#### What you are asked to do:
Scan the entries that follow and copy out every line containing "usize".

(Stored data entries)
────────────────────────────────────────

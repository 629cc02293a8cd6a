//! Document store and embedding provider abstractions
//!
//! The engine consumes persistence and embeddings through these narrow
//! traits. Backends map them onto a document database; `memory` ships an
//! in-process backend for tests and local runs.

pub mod memory;

use async_trait::async_trait;
use chrono::{DateTime, Utc};
use serde::{Deserialize, Serialize};
use tokio::sync::broadcast;

use crate::core::errors::Result;
use crate::core::types::{CustomerProfile, SimilarTransaction, StoredTransaction};
use crate::model::{FeedbackOutcome, ModelStatus, PerformanceRecord, RiskModelDocument};

pub use memory::{HashEmbedding, MemoryStore};

/// Customer collection access
#[async_trait]
pub trait CustomerStore: Send + Sync {
    async fn find_customer(&self, customer_id: &str) -> Result<Option<CustomerProfile>>;

    async fn insert_customer(&self, profile: &CustomerProfile) -> Result<()>;

    /// Apply a risk-profile update produced by a high-risk evaluation.
    ///
    /// Callers serialize invocations per customer; the store only has to
    /// apply the update, not referee concurrent writers.
    async fn apply_risk_update(&self, customer_id: &str, update: &ProfileRiskUpdate)
        -> Result<()>;
}

/// Risk-profile delta applied after a high-risk evaluation
#[derive(Debug, Clone, PartialEq, Serialize, Deserialize)]
pub struct ProfileRiskUpdate {
    /// Flags merged into the customer's accumulated risk factor set
    pub flags: Vec<String>,
    /// Added to the cached overall risk score, result capped at 100
    pub score_increment: f64,
    pub assessed_at: DateTime<Utc>,
}

/// Transaction collection access, including vector similarity search
#[async_trait]
pub trait TransactionStore: Send + Sync {
    async fn insert_transaction(&self, stored: &StoredTransaction) -> Result<()>;

    async fn find_transaction(&self, transaction_id: &str) -> Result<Option<StoredTransaction>>;

    /// Count a customer's transactions in the half-open window `[from, to)`
    async fn count_customer_transactions(
        &self,
        customer_id: &str,
        from: DateTime<Utc>,
        to: DateTime<Utc>,
    ) -> Result<u64>;

    /// Whether a vector search index is available on this connection.
    ///
    /// Probed once per connection; the aggregator degrades to rule-based
    /// scoring when this returns false.
    fn supports_vector_search(&self) -> bool;

    /// Nearest historical transactions by vector distance, best first
    async fn vector_search(
        &self,
        query: &[f32],
        num_candidates: usize,
        limit: usize,
    ) -> Result<Vec<SimilarTransaction>>;
}

/// Change feed operation type
#[derive(Debug, Clone, Copy, PartialEq, Eq, Serialize, Deserialize)]
#[serde(rename_all = "lowercase")]
pub enum ChangeOperation {
    Insert,
    Update,
    Replace,
    Delete,
}

/// Identity of a model version document
#[derive(Debug, Clone, PartialEq, Eq, Serialize, Deserialize)]
pub struct ModelKey {
    pub model_id: String,
    pub version: u32,
}

/// One change feed event from the model collection
#[derive(Debug, Clone, PartialEq, Serialize, Deserialize)]
pub struct ModelChange {
    pub operation: ChangeOperation,
    /// Full document for insert/update/replace
    pub document: Option<RiskModelDocument>,
    /// Document key for deletes
    pub document_key: Option<ModelKey>,
    pub at: DateTime<Utc>,
}

/// Result of a conditional feedback write
#[derive(Debug, Clone, Copy, PartialEq, Eq)]
pub enum FeedbackWrite {
    Applied,
    AlreadySet,
    RecordMissing,
}

/// Model collection and performance record access
#[async_trait]
pub trait ModelRepository: Send + Sync {
    async fn insert_model(&self, doc: &RiskModelDocument) -> Result<()>;

    async fn find_version(&self, model_id: &str, version: u32)
        -> Result<Option<RiskModelDocument>>;

    /// All versions of one model id, any status, ascending by version
    async fn find_versions(&self, model_id: &str) -> Result<Vec<RiskModelDocument>>;

    /// Versions of one model id with the given status
    async fn find_with_status(
        &self,
        model_id: &str,
        status: ModelStatus,
    ) -> Result<Vec<RiskModelDocument>>;

    /// Models across all ids, optionally filtered by status, most recently
    /// updated first
    async fn list_models(
        &self,
        status: Option<ModelStatus>,
        skip: usize,
        limit: usize,
    ) -> Result<Vec<RiskModelDocument>>;

    /// Replace the full document matched by (model_id, version).
    /// Returns false when no such version exists.
    async fn replace_version(&self, doc: &RiskModelDocument) -> Result<bool>;

    /// Compare-and-swap a version's status. Returns true only when the
    /// observed status matched `expected` and the transition was applied.
    async fn set_status_if(
        &self,
        model_id: &str,
        version: u32,
        expected: ModelStatus,
        new: ModelStatus,
        updated_at: DateTime<Utc>,
    ) -> Result<bool>;

    /// Subscribe to the model collection change feed
    async fn watch_models(&self) -> Result<broadcast::Receiver<ModelChange>>;

    async fn insert_performance_record(&self, record: &PerformanceRecord) -> Result<()>;

    async fn find_performance_records(
        &self,
        model_id: &str,
        version: u32,
        since: Option<DateTime<Utc>>,
    ) -> Result<Vec<PerformanceRecord>>;

    /// Set a record's outcome exactly once
    async fn set_feedback_if_unset(
        &self,
        model_id: &str,
        transaction_id: &str,
        outcome: FeedbackOutcome,
        at: DateTime<Utc>,
    ) -> Result<FeedbackWrite>;
}

/// External embedding provider
///
/// Treated as an opaque, potentially slow, potentially failing call. Its
/// failure must never abort rule-based evaluation.
#[async_trait]
pub trait EmbeddingProvider: Send + Sync {
    async fn embed(&self, text: &str) -> Result<Vec<f32>>;
}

────────────────────────────────────────

#### Result of the exercise:
        num_candidates: usize,
        limit: usize,
        skip: usize,
        limit: usize,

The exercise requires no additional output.